Narratrice : Friandises, porcelaine, choses exquises qu’on égrène, mouchoirs et lavande, rires, et cetera. On se demande de nouvelles des chats.

 

Maurane : Rendez-vous pour goûters gourmands. Toujours nous.

 

Narratrice : Même dans cent ans.

 

Maurane : Lundi gâteaux.

 

Narratrice : Lundi cadeaux.

 

Maurane : Lundi confits. Toi, complice, en guerre et paix, amitié bis sur javanais.

 

Narratrice : Encore un petit dernier baba au rhum pour le plaisir

 

Maurane : Et pour parler des hommes.

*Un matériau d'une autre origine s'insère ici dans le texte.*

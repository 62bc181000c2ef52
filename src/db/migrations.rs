//! Forward-only schema migrations.
//!
//! `schema_meta` holds the schema version alongside the embedding model name
//! and the dimension fixed by the first stored vector. Migrations step one
//! version at a time until [`CURRENT_SCHEMA_VERSION`].

use rusqlite::{Connection, OptionalExtension};

/// Version a freshly migrated database ends up at.
pub const CURRENT_SCHEMA_VERSION: u32 = 2;

pub fn get_schema_version(conn: &Connection) -> rusqlite::Result<u32> {
    conn.query_row(
        "SELECT value FROM schema_meta WHERE key = 'schema_version'",
        [],
        |row| {
            let val: String = row.get(0)?;
            Ok(val.parse::<u32>().unwrap_or(0))
        },
    )
}

fn update_schema_version(conn: &Connection, version: u32) -> rusqlite::Result<()> {
    conn.execute(
        "UPDATE schema_meta SET value = ?1 WHERE key = 'schema_version'",
        [version.to_string()],
    )?;
    Ok(())
}

fn get_meta(conn: &Connection, key: &str) -> rusqlite::Result<Option<String>> {
    conn.query_row(
        "SELECT value FROM schema_meta WHERE key = ?1",
        [key],
        |row| row.get::<_, String>(0),
    )
    .optional()
}

fn set_meta(conn: &Connection, key: &str, value: &str) -> rusqlite::Result<()> {
    conn.execute(
        "INSERT OR REPLACE INTO schema_meta (key, value) VALUES (?1, ?2)",
        [key, value],
    )?;
    Ok(())
}

/// The embedding model that produced the stored vectors, if recorded.
pub fn get_embedding_model(conn: &Connection) -> rusqlite::Result<Option<String>> {
    get_meta(conn, "embedding_model")
}

pub fn set_embedding_model(conn: &Connection, model: &str) -> rusqlite::Result<()> {
    set_meta(conn, "embedding_model", model)
}

/// Dimension fixed by the first stored embedding.
pub fn get_embedding_dim(conn: &Connection) -> rusqlite::Result<Option<usize>> {
    Ok(get_meta(conn, "embedding_dim")?.and_then(|v| v.parse().ok()))
}

pub fn set_embedding_dim(conn: &Connection, dim: usize) -> rusqlite::Result<()> {
    set_meta(conn, "embedding_dim", &dim.to_string())
}

pub fn clear_embedding_dim(conn: &Connection) -> rusqlite::Result<()> {
    conn.execute("DELETE FROM schema_meta WHERE key = 'embedding_dim'", [])?;
    Ok(())
}

/// Run any pending forward-only migrations, each in its own transaction.
pub fn run_migrations(conn: &mut Connection) -> rusqlite::Result<()> {
    let mut version = get_schema_version(conn)?;
    tracing::debug!(current = version, wanted = CURRENT_SCHEMA_VERSION, "schema version");

    while version < CURRENT_SCHEMA_VERSION {
        let next = version + 1;
        tracing::info!(from = version, to = next, "migrating memory database");

        let tx = conn.transaction()?;
        match next {
            2 => migrate_v1_to_v2(&tx)?,
            _ => {
                tracing::error!(version = next, "no migration defined for schema version");
                break;
            }
        }
        update_schema_version(&tx, next)?;
        tx.commit()?;
        version = next;
    }

    Ok(())
}

/// v1 → v2: index the columns the context lookups filter and sort on.
fn migrate_v1_to_v2(conn: &Connection) -> rusqlite::Result<()> {
    conn.execute_batch(
        "CREATE INDEX IF NOT EXISTS idx_memories_source_entry ON memories(source_entry_id);
         CREATE INDEX IF NOT EXISTS idx_memories_pinned ON memories(is_pinned, importance);",
    )
}

#[cfg(test)]
mod tests {
    use super::*;

    fn test_db() -> Connection {
        let conn = Connection::open_in_memory().unwrap();
        crate::db::schema::init_schema(&conn).unwrap();
        conn
    }

    fn index_names(conn: &Connection) -> Vec<String> {
        conn.prepare("SELECT name FROM sqlite_master WHERE type='index'")
            .unwrap()
            .query_map([], |row| row.get(0))
            .unwrap()
            .collect::<Result<Vec<_>, _>>()
            .unwrap()
    }

    #[test]
    fn fresh_db_starts_at_version_1() {
        let conn = test_db();
        assert_eq!(get_schema_version(&conn).unwrap(), 1);
    }

    #[test]
    fn migrations_reach_current_version() {
        let mut conn = test_db();
        run_migrations(&mut conn).unwrap();
        assert_eq!(get_schema_version(&conn).unwrap(), CURRENT_SCHEMA_VERSION);
        assert!(index_names(&conn).contains(&"idx_memories_source_entry".to_string()));
    }

    #[test]
    fn rerunning_migrations_is_a_no_op() {
        let mut conn = test_db();
        run_migrations(&mut conn).unwrap();
        run_migrations(&mut conn).unwrap();
        assert_eq!(get_schema_version(&conn).unwrap(), CURRENT_SCHEMA_VERSION);
    }

    #[test]
    fn embedding_meta_round_trip() {
        let conn = test_db();
        assert_eq!(get_embedding_dim(&conn).unwrap(), None);
        set_embedding_dim(&conn, 768).unwrap();
        assert_eq!(get_embedding_dim(&conn).unwrap(), Some(768));
        clear_embedding_dim(&conn).unwrap();
        assert_eq!(get_embedding_dim(&conn).unwrap(), None);

        set_embedding_model(&conn, "nomic-embed-text").unwrap();
        assert_eq!(
            get_embedding_model(&conn).unwrap().as_deref(),
            Some("nomic-embed-text")
        );
    }
}
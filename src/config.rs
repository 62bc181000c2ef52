use anyhow::{Context, Result};
use serde::Deserialize;
use std::path::{Path, PathBuf};
use std::time::Duration;
use tracing::info;

#[derive(Debug, Deserialize, Clone, Default)]
#[serde(default)]
pub struct TetherConfig {
    pub log: LogConfig,
    pub supervisor: SupervisorConfig,
    pub client: ClientConfig,
    pub memory: MemoryConfig,
    pub context: ContextConfig,
}

#[derive(Debug, Deserialize, Clone)]
#[serde(default)]
pub struct LogConfig {
    pub level: String,
}

/// How the local inference server is located, launched, and watched.
#[derive(Debug, Deserialize, Clone)]
#[serde(default)]
pub struct SupervisorConfig {
    pub host: String,
    pub port: u16,
    pub health_path: String,
    pub models_path: String,
    /// File name of the server executable, also used to find stray processes.
    pub executable_name: String,
    /// Explicit executable location; checked before any of the built-in candidates.
    pub executable_path: Option<String>,
    /// Extra arguments passed to the server on launch.
    pub args: Vec<String>,
    pub model_cache_dir: String,
    pub max_launch_attempts: u32,
    pub restart_delay_ms: u64,
    pub startup_timeout_secs: u64,
    pub ready_poll_interval_ms: u64,
    pub health_cache_ms: u64,
    pub health_interval_secs: u64,
    pub probe_timeout_ms: u64,
    pub stop_grace_ms: u64,
}

#[derive(Debug, Deserialize, Clone)]
#[serde(default)]
pub struct ClientConfig {
    /// Server address. When unset the client follows `[supervisor] host` and `port`;
    /// when set, the supervisor watches this address instead.
    pub base_url: Option<String>,
    pub chat_model: String,
    pub embedding_model: String,
    pub request_timeout_secs: u64,
    pub health_cache_ms: u64,
    pub retry: RetryConfig,
}

#[derive(Debug, Deserialize, Clone)]
#[serde(default)]
pub struct RetryConfig {
    pub max_attempts: u32,
    pub base_delay_ms: u64,
}

#[derive(Debug, Deserialize, Clone)]
#[serde(default)]
pub struct MemoryConfig {
    pub db_path: String,
    pub archive_dir: String,
    pub max_memories: usize,
    pub default_search_limit: usize,
}

#[derive(Debug, Deserialize, Clone)]
#[serde(default)]
pub struct ContextConfig {
    pub system_prompt: String,
    pub memory_limit: usize,
    pub recent_entries: usize,
    pub history_messages: usize,
    pub entry_preview_chars: usize,
}

impl Default for LogConfig {
    fn default() -> Self {
        Self {
            level: "info".into(),
        }
    }
}

impl Default for SupervisorConfig {
    fn default() -> Self {
        let model_cache_dir = default_tether_dir()
            .join("models")
            .to_string_lossy()
            .into_owned();
        Self {
            host: "127.0.0.1".into(),
            port: 11435,
            health_path: "/api/health".into(),
            models_path: "/api/tags".into(),
            executable_name: "tether-server".into(),
            executable_path: None,
            args: Vec::new(),
            model_cache_dir,
            max_launch_attempts: 3,
            restart_delay_ms: 2_000,
            startup_timeout_secs: 120,
            ready_poll_interval_ms: 1_000,
            health_cache_ms: 5_000,
            health_interval_secs: 30,
            probe_timeout_ms: 2_000,
            stop_grace_ms: 5_000,
        }
    }
}

impl Default for ClientConfig {
    fn default() -> Self {
        Self {
            base_url: None,
            chat_model: "gemma3n:e2b".into(),
            embedding_model: "nomic-embed-text".into(),
            request_timeout_secs: 120,
            health_cache_ms: 5_000,
            retry: RetryConfig::default(),
        }
    }
}

impl Default for RetryConfig {
    fn default() -> Self {
        Self {
            max_attempts: 3,
            base_delay_ms: 500,
        }
    }
}

impl Default for MemoryConfig {
    fn default() -> Self {
        let dir = default_tether_dir();
        Self {
            db_path: dir.join("memory.db").to_string_lossy().into_owned(),
            archive_dir: dir.join("archive").to_string_lossy().into_owned(),
            max_memories: 1_000,
            default_search_limit: 5,
        }
    }
}

impl Default for ContextConfig {
    fn default() -> Self {
        Self {
            system_prompt: "You are a warm, private journaling companion running entirely on this \
                            device. Be concise, supportive, and honest."
                .into(),
            memory_limit: 5,
            recent_entries: 3,
            history_messages: 10,
            entry_preview_chars: 280,
        }
    }
}

impl SupervisorConfig {
    /// Base URL the supervised server listens on.
    pub fn base_url(&self) -> String {
        format!("http://{}:{}", self.host, self.port)
    }

    pub fn restart_delay(&self) -> Duration {
        Duration::from_millis(self.restart_delay_ms)
    }

    pub fn startup_timeout(&self) -> Duration {
        Duration::from_secs(self.startup_timeout_secs)
    }

    pub fn ready_poll_interval(&self) -> Duration {
        Duration::from_millis(self.ready_poll_interval_ms)
    }

    pub fn health_cache_window(&self) -> Duration {
        Duration::from_millis(self.health_cache_ms)
    }

    pub fn health_interval(&self) -> Duration {
        Duration::from_secs(self.health_interval_secs)
    }

    pub fn probe_timeout(&self) -> Duration {
        Duration::from_millis(self.probe_timeout_ms)
    }

    pub fn stop_grace(&self) -> Duration {
        Duration::from_millis(self.stop_grace_ms)
    }
}

/// Returns `~/.tether/`
pub fn default_tether_dir() -> PathBuf {
    dirs::home_dir()
        .unwrap_or_else(std::env::temp_dir)
        .join(".tether")
}

/// Returns the default config file path: `~/.tether/config.toml`
pub fn default_config_path() -> PathBuf {
    default_tether_dir().join("config.toml")
}

impl TetherConfig {
    /// Load config from TOML file (if it exists) then apply env var overrides.
    pub fn load() -> Result<Self> {
        Self::load_from(default_config_path())
    }

    /// Load from a specific path, then apply env var overrides.
    pub fn load_from(path: impl AsRef<Path>) -> Result<Self> {
        let path = path.as_ref();
        let mut config = if path.exists() {
            let contents =
                std::fs::read_to_string(path).context("failed to read config file")?;
            toml::from_str(&contents).context("failed to parse config TOML")?
        } else {
            info!("no config file at {}, using defaults", path.display());
            TetherConfig::default()
        };

        config.apply_env_overrides();
        config.resolve_server_address()?;
        Ok(config)
    }

    /// Point the client and the supervisor at one server. An explicit
    /// `client.base_url` moves the supervisor's host and port to match it.
    pub fn resolve_server_address(&mut self) -> Result<()> {
        let Some(raw) = self.client.base_url.as_deref() else {
            return Ok(());
        };
        let url = reqwest::Url::parse(raw)
            .with_context(|| format!("invalid server address {raw:?}"))?;
        let host = url
            .host_str()
            .with_context(|| format!("server address {raw:?} has no host"))?;
        let port = url
            .port_or_known_default()
            .with_context(|| format!("server address {raw:?} has no port"))?;
        self.supervisor.host = host.to_string();
        self.supervisor.port = port;
        Ok(())
    }

    /// The one address both the client and the supervisor talk to.
    pub fn server_url(&self) -> String {
        match &self.client.base_url {
            Some(url) => url.trim_end_matches('/').to_string(),
            None => self.supervisor.base_url(),
        }
    }

    /// Apply environment variable overrides
    /// (TETHER_BASE_URL, TETHER_MODEL, TETHER_DB, TETHER_LOG_LEVEL, TETHER_SERVER_BIN).
    fn apply_env_overrides(&mut self) {
        if let Ok(val) = std::env::var("TETHER_BASE_URL") {
            self.client.base_url = Some(val);
        }
        if let Ok(val) = std::env::var("TETHER_MODEL") {
            self.client.chat_model = val;
        }
        if let Ok(val) = std::env::var("TETHER_DB") {
            self.memory.db_path = val;
        }
        if let Ok(val) = std::env::var("TETHER_LOG_LEVEL") {
            self.log.level = val;
        }
        if let Ok(val) = std::env::var("TETHER_SERVER_BIN") {
            self.supervisor.executable_path = Some(val);
        }
    }

    /// Resolve the database path, expanding `~` if needed.
    pub fn resolved_db_path(&self) -> PathBuf {
        expand_tilde(&self.memory.db_path)
    }

    pub fn resolved_archive_dir(&self) -> PathBuf {
        expand_tilde(&self.memory.archive_dir)
    }
}

pub fn expand_tilde(path: &str) -> PathBuf {
    match (path.strip_prefix("~/"), dirs::home_dir()) {
        (Some(rest), Some(home)) => home.join(rest),
        _ => PathBuf::from(path),
    }
}
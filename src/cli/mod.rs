pub mod chat;
pub mod memories;

use anyhow::{bail, Context, Result};
use futures::StreamExt;
use indicatif::{ProgressBar, ProgressStyle};
use tether::app::App;
use tether::supervisor::{HealthProbe, HttpHealthProbe, ProbeOutcome, ServiceState};

/// Progress bar resolution for model pulls.
const PULL_STEPS: u64 = 1_000;

/// Report what is listening on the service port and which models it has.
pub async fn status(app: &App) -> Result<()> {
    let probe = HttpHealthProbe::new(&app.config.supervisor)?;
    let outcome = probe.probe().await;

    println!("Inference Server");
    println!("{}", "=".repeat(40));
    println!("  Address:             {}", app.config.supervisor.base_url());
    println!("  Server:              {}", describe_probe(&outcome));

    if !outcome.is_compatible() {
        return Ok(());
    }

    let report = app.client.check_health().await;
    println!("  Chat model:          {}", app.client.chat_model());
    println!(
        "  Chat model installed: {}",
        if report.ready { "yes" } else { "no" }
    );
    if !report.models.is_empty() {
        println!();
        println!("Installed models:");
        for m in &report.models {
            println!("  {m}");
        }
    }
    if !report.ready {
        println!();
        println!("Run `tether pull` to install {}.", app.client.chat_model());
    }
    Ok(())
}

fn describe_probe(outcome: &ProbeOutcome) -> String {
    match outcome {
        ProbeOutcome::Unreachable => "not running".into(),
        ProbeOutcome::Healthy => "ready".into(),
        ProbeOutcome::Loading { progress: Some(p) } => {
            format!("downloading model ({:.0}%)", p * 100.0)
        }
        ProbeOutcome::Loading { progress: None } => "loading model".into(),
        ProbeOutcome::Failed(reason) => format!("model failed to load: {reason}"),
        ProbeOutcome::Foreign => "port in use by another program".into(),
    }
}

/// Launch and supervise the server until Ctrl-C, printing each state change.
pub async fn serve(app: &App) -> Result<()> {
    let mut states = app.supervisor.subscribe();
    app.supervisor.start().await?;
    println!("{}", app.supervisor.state());

    loop {
        tokio::select! {
            _ = tokio::signal::ctrl_c() => break,
            changed = states.changed() => {
                if changed.is_err() {
                    break;
                }
                let state = states.borrow_and_update().clone();
                match &state {
                    ServiceState::Error(reason) => eprintln!("error: {reason}"),
                    other => println!("{other}  {}", app.supervisor.status_message()),
                }
            }
        }
    }

    println!("Stopping...");
    app.supervisor.stop().await?;
    Ok(())
}

/// Download a model with a progress bar.
pub async fn pull(app: &App, model: Option<&str>) -> Result<()> {
    let name = model.unwrap_or_else(|| app.client.chat_model()).to_string();
    chat::ensure_server(app).await?;

    let mut stream = app
        .client
        .pull_model(&name)
        .await
        .with_context(|| format!("failed to start pulling {name}"))?;

    let pb = ProgressBar::new(PULL_STEPS);
    pb.set_style(
        ProgressStyle::default_bar()
            .template("  {bar:40.cyan/blue} {percent:>3}% {msg}")
            .expect("valid template")
            .progress_chars("##-"),
    );

    let mut complete = false;
    while let Some(update) = stream.next().await {
        let update = update.with_context(|| format!("pull of {name} failed"))?;
        pb.set_position((update.progress.clamp(0.0, 1.0) * PULL_STEPS as f64) as u64);
        pb.set_message(update.status.clone());
        if update.is_complete() {
            complete = true;
            break;
        }
    }
    pb.finish_and_clear();

    if !complete {
        bail!("pull of {name} ended before the server reported success");
    }
    app.client.invalidate_health();
    println!("Model {name} installed.");
    Ok(())
}
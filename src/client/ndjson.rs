//! Line-delimited JSON streaming.
//!
//! The transport hands us arbitrary byte chunks, so a JSON line can arrive split
//! across reads. [`LineBuffer`] keeps the incomplete tail until the next chunk
//! completes it. [`NdjsonStream`] runs the read loop on a background task and
//! hands decoded items to the consumer as a [`Stream`]; dropping the stream
//! aborts the task, which drops the response and closes the connection.

use std::pin::Pin;
use std::task::{Context, Poll};

use futures::Stream;
use tokio::sync::mpsc;
use tokio::task::JoinHandle;
use tokio_stream::wrappers::ReceiverStream;

use crate::error::{ServiceError, ServiceResult};

/// Items buffered between the reader task and the consumer.
const CHANNEL_CAPACITY: usize = 32;

#[derive(Debug, Default)]
pub struct LineBuffer {
    pending: Vec<u8>,
}

impl LineBuffer {
    /// Append a chunk and return every line it completed, in arrival order.
    /// Blank lines are skipped.
    pub fn push(&mut self, chunk: &[u8]) -> ServiceResult<Vec<String>> {
        self.pending.extend_from_slice(chunk);

        let mut lines = Vec::new();
        while let Some(pos) = self.pending.iter().position(|b| *b == b'\n') {
            let raw: Vec<u8> = self.pending.drain(..=pos).collect();
            let line = decode_utf8(&raw[..raw.len() - 1])?;
            if !line.trim().is_empty() {
                lines.push(line.trim().to_string());
            }
        }
        Ok(lines)
    }

    /// Flush a trailing line that was never newline-terminated.
    pub fn finish(&mut self) -> ServiceResult<Option<String>> {
        if self.pending.is_empty() {
            return Ok(None);
        }
        let raw = std::mem::take(&mut self.pending);
        let line = decode_utf8(&raw)?;
        let line = line.trim();
        Ok((!line.is_empty()).then(|| line.to_string()))
    }
}

fn decode_utf8(bytes: &[u8]) -> ServiceResult<String> {
    String::from_utf8(bytes.to_vec())
        .map_err(|e| ServiceError::InvalidResponse(format!("stream line is not UTF-8: {e}")))
}

/// A one-shot sequence of decoded stream items.
///
/// Items come out in server-emission order. Not restartable: once drained
/// (or dropped) a new request is needed.
pub struct NdjsonStream<T> {
    items: ReceiverStream<ServiceResult<T>>,
    task: JoinHandle<()>,
}

impl<T: Send + 'static> NdjsonStream<T> {
    /// Start reading `response` on a background task.
    ///
    /// `decode` turns one line into an item; the stream ends after the first
    /// item for which `is_terminal` returns true, on the first error, or when
    /// the server closes the connection.
    pub(crate) fn spawn(
        response: reqwest::Response,
        decode: fn(&str) -> ServiceResult<T>,
        is_terminal: fn(&T) -> bool,
    ) -> Self {
        let (tx, rx) = mpsc::channel(CHANNEL_CAPACITY);
        let task = tokio::spawn(pump(response, decode, is_terminal, tx));
        Self {
            items: ReceiverStream::new(rx),
            task,
        }
    }
}

impl<T> Stream for NdjsonStream<T> {
    type Item = ServiceResult<T>;

    fn poll_next(mut self: Pin<&mut Self>, cx: &mut Context<'_>) -> Poll<Option<Self::Item>> {
        Pin::new(&mut self.items).poll_next(cx)
    }
}

impl<T> Drop for NdjsonStream<T> {
    fn drop(&mut self) {
        self.task.abort();
    }
}

async fn pump<T>(
    mut response: reqwest::Response,
    decode: fn(&str) -> ServiceResult<T>,
    is_terminal: fn(&T) -> bool,
    tx: mpsc::Sender<ServiceResult<T>>,
) {
    let mut buffer = LineBuffer::default();

    loop {
        let chunk = match response.chunk().await {
            Ok(Some(chunk)) => chunk,
            Ok(None) => break,
            Err(e) => {
                let _ = tx
                    .send(Err(ServiceError::ConnectionFailed(format!(
                        "stream interrupted: {e}"
                    ))))
                    .await;
                return;
            }
        };

        let lines = match buffer.push(&chunk) {
            Ok(lines) => lines,
            Err(e) => {
                let _ = tx.send(Err(e)).await;
                return;
            }
        };

        for line in lines {
            if !forward(&line, decode, is_terminal, &tx).await {
                return;
            }
        }
    }

    match buffer.finish() {
        Ok(Some(line)) => {
            forward(&line, decode, is_terminal, &tx).await;
        }
        Ok(None) => {}
        Err(e) => {
            let _ = tx.send(Err(e)).await;
        }
    }
}

/// Decode and send one line. Returns `false` when reading should stop.
async fn forward<T>(
    line: &str,
    decode: fn(&str) -> ServiceResult<T>,
    is_terminal: fn(&T) -> bool,
    tx: &mpsc::Sender<ServiceResult<T>>,
) -> bool {
    match decode(line) {
        Ok(item) => {
            let done = is_terminal(&item);
            // A closed receiver means the consumer walked away.
            tx.send(Ok(item)).await.is_ok() && !done
        }
        Err(e) => {
            tracing::warn!(error = %e, "undecodable stream line");
            let _ = tx.send(Err(e)).await;
            false
        }
    }
}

Rendez-vous pour goûters gourmands. Toujours nous.

 

Narratrice : Même dans cent ans !

 

Maurane : Lundi gâteaux.

 

Narratrice : Lundi cadeaux.

 

Maurane : Lundi

 

Maurane et Narratrice : confits !

 

(…)

 

Isabelle Wéry  Lorsque j'entends ce prélude de Bach
par Glenn Gould ma raison s'envole

Maurane : vers le port du havre et les baraques
et les cargos lourds que l'on rafistole
et les torchères les grues patraques
les citernes de gasoil

Toi qui courais dans les flaques
moi et ma tête à claques
moi qui te croyais ma chose, ma bestiole
moi je n'étais qu'un pot de colle

Narratrice : Lorsque j'entends ce prélude de Bach
par Glenn Gould ma raison s'envole

Maurane : et toutes ces amours qui se détraquent
et les chagrins lourds, les peines qu'on bricole
et toutes mes erreurs de zodiaque
et mes sautes de boussole
Toi les pieds dans les flaques
moi et ma tête à claques
j'ai pris les remorqueurs pour des gondoles

Et toi

Narratrice : Moi, moi je traîne ma casserole

Maurane : Dans cette décharge de rêve en pack
qu'on bazarde au prix du pétrole
pour des cols blanc et des corbacs
qui se foutent de Mozart

 

Narratrice : et de Bach

Maurane : J'donnerais Ray Charles, Mozart en vrac
la vie en rose, le rock'n roll
tous ces bémols et tous ces couacs
pour Glenn Gould

 

Narratrice : dans ce prélude de Bach.